* [Work task]:
Search the data below for the word "sync" and copy each line that holds it.

********

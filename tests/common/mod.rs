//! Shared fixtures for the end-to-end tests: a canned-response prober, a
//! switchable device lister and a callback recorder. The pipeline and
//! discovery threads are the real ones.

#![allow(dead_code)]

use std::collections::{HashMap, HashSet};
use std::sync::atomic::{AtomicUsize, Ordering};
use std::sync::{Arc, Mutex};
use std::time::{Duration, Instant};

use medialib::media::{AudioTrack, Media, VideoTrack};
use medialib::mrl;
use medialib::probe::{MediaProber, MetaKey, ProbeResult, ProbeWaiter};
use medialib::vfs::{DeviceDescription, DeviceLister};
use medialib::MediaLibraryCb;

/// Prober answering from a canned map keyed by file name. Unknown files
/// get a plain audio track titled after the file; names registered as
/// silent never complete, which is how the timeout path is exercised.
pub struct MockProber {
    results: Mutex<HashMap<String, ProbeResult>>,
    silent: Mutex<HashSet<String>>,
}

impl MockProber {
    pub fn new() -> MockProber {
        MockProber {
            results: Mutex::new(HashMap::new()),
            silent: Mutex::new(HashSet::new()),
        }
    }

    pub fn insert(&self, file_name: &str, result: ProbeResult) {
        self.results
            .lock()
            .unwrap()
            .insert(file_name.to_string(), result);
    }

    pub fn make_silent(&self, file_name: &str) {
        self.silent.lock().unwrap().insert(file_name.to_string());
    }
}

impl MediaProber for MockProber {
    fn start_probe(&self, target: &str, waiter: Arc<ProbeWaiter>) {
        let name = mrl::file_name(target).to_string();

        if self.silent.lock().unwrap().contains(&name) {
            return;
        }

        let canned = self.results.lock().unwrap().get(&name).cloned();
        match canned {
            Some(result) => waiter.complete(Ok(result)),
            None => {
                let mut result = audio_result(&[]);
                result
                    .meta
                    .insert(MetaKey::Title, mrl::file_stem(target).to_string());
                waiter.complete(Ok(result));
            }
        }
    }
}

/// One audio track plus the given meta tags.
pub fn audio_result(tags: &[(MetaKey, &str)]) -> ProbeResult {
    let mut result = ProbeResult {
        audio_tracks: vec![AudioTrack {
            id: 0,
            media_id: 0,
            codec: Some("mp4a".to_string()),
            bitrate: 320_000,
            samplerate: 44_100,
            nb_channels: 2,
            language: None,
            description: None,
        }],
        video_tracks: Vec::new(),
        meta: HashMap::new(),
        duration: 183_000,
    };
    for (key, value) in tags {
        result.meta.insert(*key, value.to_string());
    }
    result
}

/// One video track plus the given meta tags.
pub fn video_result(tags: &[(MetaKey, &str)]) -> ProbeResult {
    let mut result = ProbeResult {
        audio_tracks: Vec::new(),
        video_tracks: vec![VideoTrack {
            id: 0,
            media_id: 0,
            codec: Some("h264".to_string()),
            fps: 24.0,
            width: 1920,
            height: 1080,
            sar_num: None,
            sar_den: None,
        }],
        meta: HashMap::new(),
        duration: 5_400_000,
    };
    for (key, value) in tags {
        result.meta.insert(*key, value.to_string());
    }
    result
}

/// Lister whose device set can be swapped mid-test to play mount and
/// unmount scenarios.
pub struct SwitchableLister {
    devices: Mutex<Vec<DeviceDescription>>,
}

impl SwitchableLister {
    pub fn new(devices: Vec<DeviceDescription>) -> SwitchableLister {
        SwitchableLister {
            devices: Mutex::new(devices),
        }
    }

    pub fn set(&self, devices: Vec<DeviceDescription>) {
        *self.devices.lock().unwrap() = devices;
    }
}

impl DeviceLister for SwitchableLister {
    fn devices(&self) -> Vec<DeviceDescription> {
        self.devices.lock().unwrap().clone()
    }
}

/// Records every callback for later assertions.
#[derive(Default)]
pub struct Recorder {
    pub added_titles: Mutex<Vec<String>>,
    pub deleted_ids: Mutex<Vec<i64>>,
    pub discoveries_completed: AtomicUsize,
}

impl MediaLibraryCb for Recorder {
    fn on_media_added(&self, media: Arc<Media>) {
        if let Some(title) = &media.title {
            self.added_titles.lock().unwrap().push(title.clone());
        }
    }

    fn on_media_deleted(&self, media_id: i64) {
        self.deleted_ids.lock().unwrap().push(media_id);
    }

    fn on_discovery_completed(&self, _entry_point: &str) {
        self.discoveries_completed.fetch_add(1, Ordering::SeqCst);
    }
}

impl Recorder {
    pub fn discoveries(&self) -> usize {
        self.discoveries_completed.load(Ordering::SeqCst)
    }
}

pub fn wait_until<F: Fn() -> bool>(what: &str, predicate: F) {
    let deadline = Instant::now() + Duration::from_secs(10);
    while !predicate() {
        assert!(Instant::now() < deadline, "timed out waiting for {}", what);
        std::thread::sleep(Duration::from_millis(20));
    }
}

********

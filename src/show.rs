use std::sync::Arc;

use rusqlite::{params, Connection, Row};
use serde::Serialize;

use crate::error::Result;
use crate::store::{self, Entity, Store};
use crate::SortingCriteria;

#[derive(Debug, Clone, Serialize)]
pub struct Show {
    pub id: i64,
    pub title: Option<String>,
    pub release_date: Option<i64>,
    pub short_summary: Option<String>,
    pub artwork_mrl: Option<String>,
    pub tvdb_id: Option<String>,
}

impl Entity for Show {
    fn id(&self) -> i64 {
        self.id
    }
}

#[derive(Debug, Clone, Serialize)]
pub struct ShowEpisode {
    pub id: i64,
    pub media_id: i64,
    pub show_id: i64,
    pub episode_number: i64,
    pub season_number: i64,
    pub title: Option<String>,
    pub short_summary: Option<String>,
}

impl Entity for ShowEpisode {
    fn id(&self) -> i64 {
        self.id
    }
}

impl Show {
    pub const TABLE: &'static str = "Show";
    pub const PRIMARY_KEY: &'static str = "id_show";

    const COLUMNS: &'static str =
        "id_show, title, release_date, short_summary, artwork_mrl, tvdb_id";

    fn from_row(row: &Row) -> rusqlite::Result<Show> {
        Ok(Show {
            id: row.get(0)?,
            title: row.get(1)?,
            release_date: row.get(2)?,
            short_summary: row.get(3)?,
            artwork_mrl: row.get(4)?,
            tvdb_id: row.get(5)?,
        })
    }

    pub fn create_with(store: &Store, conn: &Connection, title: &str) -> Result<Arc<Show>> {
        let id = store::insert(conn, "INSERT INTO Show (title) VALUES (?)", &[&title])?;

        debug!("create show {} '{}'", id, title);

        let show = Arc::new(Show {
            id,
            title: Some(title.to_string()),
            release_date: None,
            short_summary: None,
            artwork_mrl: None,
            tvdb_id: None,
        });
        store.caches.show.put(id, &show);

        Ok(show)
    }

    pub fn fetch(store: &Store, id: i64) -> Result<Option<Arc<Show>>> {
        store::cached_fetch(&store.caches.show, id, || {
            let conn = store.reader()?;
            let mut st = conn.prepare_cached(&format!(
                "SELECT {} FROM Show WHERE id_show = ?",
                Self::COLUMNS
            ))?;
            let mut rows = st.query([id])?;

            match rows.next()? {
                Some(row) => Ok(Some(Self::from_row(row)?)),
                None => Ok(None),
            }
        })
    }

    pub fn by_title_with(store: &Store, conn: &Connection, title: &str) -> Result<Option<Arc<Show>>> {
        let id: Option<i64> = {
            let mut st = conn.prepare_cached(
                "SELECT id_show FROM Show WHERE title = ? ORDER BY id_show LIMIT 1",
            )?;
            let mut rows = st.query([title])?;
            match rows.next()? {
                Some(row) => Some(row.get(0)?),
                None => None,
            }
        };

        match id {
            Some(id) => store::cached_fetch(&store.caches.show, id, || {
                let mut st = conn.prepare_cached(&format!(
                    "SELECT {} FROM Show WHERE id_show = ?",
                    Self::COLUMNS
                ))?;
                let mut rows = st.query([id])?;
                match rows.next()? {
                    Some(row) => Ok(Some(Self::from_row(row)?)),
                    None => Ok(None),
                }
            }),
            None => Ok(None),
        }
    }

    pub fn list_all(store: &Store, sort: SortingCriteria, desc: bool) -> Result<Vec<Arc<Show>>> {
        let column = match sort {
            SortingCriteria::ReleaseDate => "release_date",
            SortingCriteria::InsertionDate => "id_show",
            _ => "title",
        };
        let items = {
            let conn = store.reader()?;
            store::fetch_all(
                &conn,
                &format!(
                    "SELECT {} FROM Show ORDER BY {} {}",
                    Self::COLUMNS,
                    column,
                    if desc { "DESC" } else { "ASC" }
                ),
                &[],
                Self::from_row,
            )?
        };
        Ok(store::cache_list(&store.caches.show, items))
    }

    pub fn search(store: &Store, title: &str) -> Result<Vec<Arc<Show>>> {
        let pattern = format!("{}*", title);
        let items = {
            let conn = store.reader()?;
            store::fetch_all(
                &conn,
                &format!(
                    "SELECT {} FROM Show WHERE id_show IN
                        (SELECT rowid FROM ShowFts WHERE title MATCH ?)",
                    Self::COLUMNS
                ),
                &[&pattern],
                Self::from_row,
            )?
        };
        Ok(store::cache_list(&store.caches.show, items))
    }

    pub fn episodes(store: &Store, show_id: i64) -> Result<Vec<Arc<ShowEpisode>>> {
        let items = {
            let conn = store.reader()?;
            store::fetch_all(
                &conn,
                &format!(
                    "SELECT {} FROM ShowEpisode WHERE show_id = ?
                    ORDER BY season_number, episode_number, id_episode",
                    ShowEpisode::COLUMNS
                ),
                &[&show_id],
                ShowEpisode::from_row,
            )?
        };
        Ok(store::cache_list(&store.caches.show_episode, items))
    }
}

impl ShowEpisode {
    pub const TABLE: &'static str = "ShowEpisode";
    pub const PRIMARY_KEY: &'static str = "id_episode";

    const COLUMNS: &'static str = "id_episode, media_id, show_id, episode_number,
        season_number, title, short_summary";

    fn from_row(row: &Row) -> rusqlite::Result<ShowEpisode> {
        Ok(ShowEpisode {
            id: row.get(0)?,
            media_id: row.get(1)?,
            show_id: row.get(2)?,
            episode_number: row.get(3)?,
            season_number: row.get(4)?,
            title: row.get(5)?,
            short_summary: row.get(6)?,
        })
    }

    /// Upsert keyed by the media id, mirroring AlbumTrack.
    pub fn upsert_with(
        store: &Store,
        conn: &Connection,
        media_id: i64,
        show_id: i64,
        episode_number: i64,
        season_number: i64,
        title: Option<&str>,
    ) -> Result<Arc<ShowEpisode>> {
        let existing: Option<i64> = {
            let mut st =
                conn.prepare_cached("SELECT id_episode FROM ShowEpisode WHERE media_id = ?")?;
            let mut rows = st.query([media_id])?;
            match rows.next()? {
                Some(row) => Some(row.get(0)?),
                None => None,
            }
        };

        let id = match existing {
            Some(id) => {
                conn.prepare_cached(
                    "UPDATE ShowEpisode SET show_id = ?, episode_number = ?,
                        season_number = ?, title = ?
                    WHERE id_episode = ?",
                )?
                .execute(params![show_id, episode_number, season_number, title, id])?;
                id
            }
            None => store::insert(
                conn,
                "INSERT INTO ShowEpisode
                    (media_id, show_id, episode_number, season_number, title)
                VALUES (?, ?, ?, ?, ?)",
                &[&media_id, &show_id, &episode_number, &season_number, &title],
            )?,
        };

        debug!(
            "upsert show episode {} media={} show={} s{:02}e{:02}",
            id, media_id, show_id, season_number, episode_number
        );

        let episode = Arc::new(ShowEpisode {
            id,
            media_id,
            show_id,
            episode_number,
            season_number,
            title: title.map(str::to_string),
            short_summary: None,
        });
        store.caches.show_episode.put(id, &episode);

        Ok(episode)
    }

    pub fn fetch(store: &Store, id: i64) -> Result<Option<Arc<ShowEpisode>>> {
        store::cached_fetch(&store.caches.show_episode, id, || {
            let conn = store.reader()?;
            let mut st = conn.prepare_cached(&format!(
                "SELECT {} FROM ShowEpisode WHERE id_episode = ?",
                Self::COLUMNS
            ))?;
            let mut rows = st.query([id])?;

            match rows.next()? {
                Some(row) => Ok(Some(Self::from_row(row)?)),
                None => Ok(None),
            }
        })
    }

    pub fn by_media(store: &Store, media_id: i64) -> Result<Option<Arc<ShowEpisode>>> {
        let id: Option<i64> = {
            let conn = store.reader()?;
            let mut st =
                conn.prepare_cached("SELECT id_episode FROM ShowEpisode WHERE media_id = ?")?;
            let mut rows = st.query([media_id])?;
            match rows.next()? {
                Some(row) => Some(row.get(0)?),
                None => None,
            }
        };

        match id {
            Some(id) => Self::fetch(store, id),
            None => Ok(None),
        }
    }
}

********

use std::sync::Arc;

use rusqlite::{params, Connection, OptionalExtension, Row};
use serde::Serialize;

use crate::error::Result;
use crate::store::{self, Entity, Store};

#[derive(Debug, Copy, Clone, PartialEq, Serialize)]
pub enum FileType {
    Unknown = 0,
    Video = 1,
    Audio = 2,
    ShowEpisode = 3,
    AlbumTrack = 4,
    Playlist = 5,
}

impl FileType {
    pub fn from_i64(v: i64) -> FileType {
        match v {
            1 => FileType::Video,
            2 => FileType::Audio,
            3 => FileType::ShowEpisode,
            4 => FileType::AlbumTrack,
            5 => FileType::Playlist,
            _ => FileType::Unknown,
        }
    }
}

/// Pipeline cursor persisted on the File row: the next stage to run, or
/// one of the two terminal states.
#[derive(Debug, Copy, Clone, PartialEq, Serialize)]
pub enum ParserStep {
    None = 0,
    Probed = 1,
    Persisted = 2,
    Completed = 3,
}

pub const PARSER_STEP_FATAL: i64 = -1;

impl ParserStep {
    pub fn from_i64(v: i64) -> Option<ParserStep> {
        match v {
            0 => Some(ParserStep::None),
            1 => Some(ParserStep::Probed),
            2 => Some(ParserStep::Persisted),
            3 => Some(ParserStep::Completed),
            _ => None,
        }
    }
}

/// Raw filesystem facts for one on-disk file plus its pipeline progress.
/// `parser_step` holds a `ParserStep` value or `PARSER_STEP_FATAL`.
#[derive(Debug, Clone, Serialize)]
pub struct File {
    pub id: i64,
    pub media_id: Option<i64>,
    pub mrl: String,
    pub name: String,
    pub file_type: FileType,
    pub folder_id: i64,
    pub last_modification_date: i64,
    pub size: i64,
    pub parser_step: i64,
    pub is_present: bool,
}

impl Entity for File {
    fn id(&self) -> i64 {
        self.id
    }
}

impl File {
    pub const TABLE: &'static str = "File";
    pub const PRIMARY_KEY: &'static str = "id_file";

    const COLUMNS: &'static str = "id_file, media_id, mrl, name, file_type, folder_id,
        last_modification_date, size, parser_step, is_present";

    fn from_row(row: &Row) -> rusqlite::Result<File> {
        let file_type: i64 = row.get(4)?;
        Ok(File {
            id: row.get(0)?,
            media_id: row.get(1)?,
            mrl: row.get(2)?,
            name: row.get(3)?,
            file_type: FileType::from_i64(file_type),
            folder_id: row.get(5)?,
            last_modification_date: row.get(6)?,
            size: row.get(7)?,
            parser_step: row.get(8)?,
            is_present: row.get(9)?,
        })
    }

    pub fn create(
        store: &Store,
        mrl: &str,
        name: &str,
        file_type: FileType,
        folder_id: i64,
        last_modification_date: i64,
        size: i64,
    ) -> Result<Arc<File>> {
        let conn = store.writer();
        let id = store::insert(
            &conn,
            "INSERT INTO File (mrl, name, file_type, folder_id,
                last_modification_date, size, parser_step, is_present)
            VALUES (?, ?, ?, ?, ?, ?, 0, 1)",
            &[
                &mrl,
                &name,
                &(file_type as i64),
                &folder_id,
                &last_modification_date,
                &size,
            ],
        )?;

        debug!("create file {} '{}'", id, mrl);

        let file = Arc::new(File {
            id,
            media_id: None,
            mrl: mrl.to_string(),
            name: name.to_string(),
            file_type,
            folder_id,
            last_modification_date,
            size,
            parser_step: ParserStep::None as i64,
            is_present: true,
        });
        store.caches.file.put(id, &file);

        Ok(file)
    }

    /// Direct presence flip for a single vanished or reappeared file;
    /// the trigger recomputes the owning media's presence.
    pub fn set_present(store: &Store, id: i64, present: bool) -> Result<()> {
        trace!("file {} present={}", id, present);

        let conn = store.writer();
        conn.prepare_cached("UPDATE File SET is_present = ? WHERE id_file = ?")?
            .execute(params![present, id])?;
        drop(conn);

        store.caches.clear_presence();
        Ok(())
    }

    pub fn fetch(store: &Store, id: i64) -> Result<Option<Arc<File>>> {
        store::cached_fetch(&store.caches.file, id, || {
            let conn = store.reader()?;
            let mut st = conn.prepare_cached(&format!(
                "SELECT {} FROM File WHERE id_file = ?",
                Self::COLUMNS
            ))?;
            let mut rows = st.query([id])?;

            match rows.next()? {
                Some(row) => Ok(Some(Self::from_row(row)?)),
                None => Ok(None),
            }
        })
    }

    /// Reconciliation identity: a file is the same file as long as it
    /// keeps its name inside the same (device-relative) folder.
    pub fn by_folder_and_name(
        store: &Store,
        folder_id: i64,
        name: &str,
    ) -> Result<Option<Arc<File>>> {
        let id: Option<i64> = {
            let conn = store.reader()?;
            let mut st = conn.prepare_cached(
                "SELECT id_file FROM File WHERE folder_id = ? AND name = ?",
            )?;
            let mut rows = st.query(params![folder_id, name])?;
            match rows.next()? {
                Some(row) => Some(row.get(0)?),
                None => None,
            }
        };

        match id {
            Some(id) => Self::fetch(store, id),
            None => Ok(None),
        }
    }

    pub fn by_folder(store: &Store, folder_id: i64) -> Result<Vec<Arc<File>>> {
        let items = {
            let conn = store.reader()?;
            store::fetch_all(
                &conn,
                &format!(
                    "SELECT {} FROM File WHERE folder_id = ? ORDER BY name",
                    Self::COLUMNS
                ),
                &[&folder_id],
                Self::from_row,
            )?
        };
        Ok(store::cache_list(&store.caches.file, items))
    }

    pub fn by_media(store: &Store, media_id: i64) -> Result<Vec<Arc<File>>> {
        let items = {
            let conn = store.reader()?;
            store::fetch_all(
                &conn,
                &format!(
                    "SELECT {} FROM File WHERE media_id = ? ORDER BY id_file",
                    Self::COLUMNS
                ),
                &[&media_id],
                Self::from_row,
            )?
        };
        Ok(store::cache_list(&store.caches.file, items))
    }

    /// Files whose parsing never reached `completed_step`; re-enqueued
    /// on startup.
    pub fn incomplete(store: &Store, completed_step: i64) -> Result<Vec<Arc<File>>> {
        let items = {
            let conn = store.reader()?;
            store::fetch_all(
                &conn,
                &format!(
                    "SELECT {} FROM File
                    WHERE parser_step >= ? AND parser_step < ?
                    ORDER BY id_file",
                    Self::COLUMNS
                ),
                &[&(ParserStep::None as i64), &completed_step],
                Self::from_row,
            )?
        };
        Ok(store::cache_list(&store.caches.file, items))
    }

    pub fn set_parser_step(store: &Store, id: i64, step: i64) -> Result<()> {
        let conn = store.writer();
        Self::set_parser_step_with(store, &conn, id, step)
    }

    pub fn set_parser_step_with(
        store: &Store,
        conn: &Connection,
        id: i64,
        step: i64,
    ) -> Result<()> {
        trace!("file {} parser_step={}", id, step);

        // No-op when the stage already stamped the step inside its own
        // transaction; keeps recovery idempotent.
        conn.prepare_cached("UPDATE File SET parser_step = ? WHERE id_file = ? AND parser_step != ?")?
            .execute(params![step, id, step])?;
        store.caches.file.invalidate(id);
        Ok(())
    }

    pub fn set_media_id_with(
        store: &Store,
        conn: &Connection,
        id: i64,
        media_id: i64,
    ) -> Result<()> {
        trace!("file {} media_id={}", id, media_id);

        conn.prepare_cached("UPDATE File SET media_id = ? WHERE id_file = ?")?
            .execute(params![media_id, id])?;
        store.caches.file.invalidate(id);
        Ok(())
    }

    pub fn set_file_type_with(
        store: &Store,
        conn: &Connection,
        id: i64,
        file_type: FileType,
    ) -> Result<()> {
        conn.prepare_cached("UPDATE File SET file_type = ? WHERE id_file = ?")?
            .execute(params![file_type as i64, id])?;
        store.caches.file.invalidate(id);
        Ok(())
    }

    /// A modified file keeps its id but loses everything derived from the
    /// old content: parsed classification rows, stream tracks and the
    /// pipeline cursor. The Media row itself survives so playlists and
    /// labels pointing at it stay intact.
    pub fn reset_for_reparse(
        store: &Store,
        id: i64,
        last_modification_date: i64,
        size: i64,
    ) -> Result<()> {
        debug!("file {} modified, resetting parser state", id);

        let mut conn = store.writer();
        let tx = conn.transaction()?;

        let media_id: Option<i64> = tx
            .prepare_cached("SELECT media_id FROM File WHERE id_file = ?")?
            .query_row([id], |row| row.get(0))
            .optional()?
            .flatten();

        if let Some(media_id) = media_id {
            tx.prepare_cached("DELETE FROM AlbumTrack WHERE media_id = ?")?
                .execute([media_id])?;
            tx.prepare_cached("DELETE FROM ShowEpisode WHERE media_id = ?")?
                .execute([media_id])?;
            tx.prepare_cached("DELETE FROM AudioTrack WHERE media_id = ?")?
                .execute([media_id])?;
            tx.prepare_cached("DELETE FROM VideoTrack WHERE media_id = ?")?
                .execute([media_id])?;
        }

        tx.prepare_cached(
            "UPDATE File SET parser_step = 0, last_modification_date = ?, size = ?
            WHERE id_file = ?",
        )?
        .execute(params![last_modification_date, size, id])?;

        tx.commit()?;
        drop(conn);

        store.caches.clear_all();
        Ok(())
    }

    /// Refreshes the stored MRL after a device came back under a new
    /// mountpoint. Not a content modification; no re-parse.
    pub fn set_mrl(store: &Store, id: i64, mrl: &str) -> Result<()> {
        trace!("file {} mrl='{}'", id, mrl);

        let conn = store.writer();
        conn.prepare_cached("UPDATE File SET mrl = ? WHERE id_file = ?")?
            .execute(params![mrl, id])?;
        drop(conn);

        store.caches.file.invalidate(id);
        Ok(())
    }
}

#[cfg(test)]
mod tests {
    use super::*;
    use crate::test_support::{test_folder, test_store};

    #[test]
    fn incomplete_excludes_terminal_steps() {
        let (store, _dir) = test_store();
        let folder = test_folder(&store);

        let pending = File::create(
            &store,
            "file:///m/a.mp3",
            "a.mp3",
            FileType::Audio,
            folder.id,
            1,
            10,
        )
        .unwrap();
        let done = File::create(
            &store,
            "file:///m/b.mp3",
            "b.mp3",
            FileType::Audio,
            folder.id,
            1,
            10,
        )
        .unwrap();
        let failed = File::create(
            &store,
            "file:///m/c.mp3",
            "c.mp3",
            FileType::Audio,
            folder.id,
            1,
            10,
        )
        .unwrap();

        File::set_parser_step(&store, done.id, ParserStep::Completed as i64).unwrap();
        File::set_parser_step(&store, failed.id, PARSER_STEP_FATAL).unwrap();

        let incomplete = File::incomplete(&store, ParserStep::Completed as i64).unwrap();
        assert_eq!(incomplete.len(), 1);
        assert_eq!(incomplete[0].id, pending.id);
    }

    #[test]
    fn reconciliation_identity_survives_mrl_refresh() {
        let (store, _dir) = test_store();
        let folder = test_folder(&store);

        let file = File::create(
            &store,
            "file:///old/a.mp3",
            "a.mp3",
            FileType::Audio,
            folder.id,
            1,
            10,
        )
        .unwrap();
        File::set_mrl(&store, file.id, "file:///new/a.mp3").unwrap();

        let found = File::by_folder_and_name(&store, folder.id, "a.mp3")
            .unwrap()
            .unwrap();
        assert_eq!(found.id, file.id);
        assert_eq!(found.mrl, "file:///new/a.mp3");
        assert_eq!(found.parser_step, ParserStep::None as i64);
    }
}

********

* [Task response]:
use std::sync::atomic::{AtomicUsize, Ordering};
use std::sync::{Arc, Mutex};
use std::sync::Arc;
use std::sync::Arc;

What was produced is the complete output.